# [Assignment]
Each line in the records that mentions the word "suffix" needs to be listed.

# [Supplied material]
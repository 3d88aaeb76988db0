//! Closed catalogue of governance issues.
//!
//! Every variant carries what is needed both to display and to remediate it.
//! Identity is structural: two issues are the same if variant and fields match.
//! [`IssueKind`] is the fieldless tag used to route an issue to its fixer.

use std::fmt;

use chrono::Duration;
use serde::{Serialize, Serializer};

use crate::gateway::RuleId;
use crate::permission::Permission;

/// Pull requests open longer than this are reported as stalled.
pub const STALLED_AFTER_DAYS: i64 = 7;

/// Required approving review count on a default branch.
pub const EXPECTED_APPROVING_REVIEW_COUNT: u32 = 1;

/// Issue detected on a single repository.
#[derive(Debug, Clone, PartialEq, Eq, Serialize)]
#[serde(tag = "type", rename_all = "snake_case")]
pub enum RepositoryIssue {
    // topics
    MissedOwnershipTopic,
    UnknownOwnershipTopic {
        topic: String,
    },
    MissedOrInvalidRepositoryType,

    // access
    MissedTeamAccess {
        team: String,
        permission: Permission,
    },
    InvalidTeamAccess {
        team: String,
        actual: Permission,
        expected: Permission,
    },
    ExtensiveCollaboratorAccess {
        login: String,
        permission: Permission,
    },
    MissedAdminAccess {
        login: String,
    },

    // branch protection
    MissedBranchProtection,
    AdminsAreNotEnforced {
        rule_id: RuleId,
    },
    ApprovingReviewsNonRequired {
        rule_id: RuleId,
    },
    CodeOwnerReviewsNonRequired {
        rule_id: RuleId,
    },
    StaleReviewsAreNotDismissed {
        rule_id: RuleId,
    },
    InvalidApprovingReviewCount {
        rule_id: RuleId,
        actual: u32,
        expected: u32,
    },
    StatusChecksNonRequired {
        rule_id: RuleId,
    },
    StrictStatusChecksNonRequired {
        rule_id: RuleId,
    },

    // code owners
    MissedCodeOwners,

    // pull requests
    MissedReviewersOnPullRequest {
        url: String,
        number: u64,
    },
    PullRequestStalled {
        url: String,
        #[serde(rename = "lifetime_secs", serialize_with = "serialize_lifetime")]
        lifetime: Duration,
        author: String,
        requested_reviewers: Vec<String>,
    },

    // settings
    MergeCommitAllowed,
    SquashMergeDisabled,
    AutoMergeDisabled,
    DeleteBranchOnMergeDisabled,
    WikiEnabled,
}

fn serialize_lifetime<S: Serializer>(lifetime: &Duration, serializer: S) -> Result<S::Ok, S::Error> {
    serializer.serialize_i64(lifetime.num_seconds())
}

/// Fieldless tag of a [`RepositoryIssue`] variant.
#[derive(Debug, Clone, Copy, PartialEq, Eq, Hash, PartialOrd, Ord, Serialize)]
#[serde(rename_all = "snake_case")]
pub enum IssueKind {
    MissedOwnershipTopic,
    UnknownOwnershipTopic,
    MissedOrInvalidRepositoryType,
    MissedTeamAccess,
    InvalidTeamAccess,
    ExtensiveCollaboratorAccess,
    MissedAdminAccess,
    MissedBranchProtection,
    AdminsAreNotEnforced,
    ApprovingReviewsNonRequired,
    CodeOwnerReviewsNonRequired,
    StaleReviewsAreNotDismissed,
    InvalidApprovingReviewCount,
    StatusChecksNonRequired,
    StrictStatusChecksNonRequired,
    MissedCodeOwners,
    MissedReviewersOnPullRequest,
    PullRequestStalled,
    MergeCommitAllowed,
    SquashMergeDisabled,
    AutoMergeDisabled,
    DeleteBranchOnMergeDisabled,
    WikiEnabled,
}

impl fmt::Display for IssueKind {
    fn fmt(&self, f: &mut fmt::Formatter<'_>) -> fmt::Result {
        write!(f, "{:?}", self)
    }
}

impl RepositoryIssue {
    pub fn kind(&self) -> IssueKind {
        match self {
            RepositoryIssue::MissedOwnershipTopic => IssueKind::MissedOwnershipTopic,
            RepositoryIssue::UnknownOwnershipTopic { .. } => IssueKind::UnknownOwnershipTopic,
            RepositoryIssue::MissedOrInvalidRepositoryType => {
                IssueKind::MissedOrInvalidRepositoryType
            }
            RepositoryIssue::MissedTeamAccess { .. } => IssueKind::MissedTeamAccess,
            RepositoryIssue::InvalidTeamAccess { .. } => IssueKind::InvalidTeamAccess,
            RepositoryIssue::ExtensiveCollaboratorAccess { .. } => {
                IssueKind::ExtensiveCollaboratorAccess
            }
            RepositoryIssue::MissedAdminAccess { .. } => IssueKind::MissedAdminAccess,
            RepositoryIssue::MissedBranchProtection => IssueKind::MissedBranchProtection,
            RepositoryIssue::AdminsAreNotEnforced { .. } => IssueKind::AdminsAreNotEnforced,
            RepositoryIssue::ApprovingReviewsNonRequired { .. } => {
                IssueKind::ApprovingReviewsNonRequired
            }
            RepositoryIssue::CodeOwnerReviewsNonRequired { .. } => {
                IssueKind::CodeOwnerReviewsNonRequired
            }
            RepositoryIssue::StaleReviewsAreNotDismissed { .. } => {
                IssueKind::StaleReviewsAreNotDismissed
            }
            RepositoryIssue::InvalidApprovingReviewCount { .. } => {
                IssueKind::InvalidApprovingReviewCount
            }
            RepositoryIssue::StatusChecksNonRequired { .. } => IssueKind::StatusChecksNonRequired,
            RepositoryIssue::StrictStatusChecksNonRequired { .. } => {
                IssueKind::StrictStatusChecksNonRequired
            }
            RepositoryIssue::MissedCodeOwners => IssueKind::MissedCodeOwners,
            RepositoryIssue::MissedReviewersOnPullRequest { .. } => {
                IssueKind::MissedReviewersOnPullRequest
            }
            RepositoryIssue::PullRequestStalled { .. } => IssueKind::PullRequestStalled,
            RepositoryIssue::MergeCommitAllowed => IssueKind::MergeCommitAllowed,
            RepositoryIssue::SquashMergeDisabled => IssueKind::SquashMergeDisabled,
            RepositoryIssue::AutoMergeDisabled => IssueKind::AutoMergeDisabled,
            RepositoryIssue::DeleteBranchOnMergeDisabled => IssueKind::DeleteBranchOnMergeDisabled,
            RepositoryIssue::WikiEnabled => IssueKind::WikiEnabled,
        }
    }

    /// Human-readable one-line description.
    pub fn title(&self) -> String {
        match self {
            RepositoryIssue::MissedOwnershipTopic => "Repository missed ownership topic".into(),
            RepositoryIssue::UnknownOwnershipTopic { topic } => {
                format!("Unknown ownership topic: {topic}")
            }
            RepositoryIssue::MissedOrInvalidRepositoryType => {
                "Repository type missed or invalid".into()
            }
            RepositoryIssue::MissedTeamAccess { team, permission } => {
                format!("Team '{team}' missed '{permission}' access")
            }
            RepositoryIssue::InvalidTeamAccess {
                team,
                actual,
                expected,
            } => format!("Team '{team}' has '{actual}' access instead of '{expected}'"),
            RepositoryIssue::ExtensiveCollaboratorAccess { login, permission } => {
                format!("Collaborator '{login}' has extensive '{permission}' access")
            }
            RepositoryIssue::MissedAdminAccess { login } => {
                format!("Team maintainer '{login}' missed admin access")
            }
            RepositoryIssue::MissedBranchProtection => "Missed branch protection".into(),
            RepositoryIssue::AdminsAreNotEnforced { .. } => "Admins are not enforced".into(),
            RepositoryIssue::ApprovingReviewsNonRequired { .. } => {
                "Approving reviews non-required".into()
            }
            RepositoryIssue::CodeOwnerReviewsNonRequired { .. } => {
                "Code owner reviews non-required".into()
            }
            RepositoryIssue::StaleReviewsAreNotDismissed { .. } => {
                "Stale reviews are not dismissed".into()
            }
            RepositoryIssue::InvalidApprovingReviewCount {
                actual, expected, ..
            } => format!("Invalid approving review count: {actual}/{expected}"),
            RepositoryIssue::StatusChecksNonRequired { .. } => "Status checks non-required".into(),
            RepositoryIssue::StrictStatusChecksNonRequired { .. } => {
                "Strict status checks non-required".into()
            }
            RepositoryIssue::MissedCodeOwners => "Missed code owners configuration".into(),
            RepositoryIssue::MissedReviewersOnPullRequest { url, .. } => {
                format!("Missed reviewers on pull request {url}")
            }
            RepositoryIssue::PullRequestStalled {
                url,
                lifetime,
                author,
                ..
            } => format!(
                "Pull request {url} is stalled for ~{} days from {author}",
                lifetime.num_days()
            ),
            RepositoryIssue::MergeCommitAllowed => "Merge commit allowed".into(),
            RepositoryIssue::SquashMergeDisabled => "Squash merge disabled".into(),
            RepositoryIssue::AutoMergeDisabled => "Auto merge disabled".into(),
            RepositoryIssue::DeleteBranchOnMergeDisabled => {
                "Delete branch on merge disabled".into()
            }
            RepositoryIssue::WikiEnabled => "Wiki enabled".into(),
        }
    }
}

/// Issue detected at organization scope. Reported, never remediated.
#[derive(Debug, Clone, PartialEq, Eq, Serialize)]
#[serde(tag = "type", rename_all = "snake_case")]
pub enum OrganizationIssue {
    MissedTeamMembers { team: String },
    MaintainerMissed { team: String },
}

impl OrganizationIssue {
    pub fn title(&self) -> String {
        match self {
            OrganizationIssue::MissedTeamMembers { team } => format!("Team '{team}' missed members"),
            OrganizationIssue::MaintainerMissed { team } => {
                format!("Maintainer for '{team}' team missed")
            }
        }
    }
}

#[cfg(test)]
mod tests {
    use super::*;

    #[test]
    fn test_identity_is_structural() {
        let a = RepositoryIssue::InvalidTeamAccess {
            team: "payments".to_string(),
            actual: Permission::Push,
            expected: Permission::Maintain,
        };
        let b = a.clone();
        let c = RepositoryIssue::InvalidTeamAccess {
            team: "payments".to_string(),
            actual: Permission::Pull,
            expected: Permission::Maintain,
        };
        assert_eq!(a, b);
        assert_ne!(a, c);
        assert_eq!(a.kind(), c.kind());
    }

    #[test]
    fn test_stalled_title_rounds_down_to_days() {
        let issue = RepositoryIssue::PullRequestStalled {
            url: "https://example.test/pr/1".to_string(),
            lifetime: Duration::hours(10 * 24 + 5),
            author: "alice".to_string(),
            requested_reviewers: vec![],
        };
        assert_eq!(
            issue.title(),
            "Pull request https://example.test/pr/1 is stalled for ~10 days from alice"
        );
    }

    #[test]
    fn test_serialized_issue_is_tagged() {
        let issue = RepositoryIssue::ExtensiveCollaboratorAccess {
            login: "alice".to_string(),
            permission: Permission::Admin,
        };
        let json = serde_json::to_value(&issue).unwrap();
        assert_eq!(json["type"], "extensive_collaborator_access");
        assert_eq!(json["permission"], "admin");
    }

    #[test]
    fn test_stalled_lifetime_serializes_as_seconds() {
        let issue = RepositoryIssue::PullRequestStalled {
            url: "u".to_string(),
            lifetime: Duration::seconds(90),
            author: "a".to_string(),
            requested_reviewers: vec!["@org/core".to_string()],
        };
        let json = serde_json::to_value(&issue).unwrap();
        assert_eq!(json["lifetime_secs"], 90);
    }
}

---

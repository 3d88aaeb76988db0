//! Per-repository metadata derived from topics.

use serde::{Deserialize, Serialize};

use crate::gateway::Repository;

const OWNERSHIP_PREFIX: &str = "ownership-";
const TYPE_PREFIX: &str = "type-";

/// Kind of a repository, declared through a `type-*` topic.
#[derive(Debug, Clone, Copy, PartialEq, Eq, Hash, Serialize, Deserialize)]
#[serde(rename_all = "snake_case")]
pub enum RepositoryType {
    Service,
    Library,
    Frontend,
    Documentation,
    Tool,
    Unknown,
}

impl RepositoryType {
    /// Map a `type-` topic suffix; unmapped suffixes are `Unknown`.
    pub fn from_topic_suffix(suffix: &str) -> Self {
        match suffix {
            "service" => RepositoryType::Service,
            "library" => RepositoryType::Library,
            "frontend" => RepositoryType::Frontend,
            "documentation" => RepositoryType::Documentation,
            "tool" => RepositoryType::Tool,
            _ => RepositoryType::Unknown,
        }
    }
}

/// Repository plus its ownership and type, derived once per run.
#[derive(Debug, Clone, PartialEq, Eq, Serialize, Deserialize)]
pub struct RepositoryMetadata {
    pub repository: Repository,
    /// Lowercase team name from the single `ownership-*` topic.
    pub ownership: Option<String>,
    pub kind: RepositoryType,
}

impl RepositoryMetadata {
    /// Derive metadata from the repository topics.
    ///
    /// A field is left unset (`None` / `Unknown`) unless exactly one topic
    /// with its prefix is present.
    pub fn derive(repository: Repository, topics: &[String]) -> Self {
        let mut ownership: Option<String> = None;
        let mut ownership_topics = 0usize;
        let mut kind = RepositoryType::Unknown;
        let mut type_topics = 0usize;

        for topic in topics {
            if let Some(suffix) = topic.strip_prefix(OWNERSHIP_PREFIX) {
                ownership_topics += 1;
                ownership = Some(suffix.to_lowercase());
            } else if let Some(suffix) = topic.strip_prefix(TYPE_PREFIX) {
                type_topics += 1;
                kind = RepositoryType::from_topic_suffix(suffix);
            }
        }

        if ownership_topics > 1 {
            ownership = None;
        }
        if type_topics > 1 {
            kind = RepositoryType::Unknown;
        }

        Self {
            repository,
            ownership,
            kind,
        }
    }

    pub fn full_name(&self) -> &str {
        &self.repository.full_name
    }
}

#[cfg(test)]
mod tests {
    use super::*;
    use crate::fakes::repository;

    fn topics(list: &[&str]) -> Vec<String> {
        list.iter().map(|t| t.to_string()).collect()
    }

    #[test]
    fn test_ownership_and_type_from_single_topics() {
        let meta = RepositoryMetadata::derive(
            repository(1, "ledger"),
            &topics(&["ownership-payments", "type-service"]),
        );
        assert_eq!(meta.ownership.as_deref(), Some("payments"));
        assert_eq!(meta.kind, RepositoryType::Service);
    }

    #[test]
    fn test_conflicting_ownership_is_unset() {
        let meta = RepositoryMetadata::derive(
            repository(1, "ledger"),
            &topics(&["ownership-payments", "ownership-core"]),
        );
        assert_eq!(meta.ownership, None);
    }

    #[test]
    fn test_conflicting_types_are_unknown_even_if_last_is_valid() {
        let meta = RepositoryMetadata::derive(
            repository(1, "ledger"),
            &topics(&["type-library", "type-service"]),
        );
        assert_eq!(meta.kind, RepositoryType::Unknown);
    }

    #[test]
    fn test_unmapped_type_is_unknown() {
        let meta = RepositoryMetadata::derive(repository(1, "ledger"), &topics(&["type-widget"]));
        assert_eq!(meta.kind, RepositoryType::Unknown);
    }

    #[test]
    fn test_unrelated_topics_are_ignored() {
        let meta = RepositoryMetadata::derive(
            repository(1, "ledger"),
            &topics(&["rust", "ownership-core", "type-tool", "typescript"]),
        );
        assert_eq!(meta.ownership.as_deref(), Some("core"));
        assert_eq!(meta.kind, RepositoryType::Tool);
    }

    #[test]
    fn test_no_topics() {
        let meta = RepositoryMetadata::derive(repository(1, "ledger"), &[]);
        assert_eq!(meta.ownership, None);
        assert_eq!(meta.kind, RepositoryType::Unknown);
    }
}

# [Response area]
    /// Map a `type-` topic suffix; unmapped suffixes are `Unknown`.
    pub fn from_topic_suffix(suffix: &str) -> Self {
        match suffix {
            if let Some(suffix) = topic.strip_prefix(OWNERSHIP_PREFIX) {
                ownership = Some(suffix.to_lowercase());
            } else if let Some(suffix) = topic.strip_prefix(TYPE_PREFIX) {
                kind = RepositoryType::from_topic_suffix(suffix);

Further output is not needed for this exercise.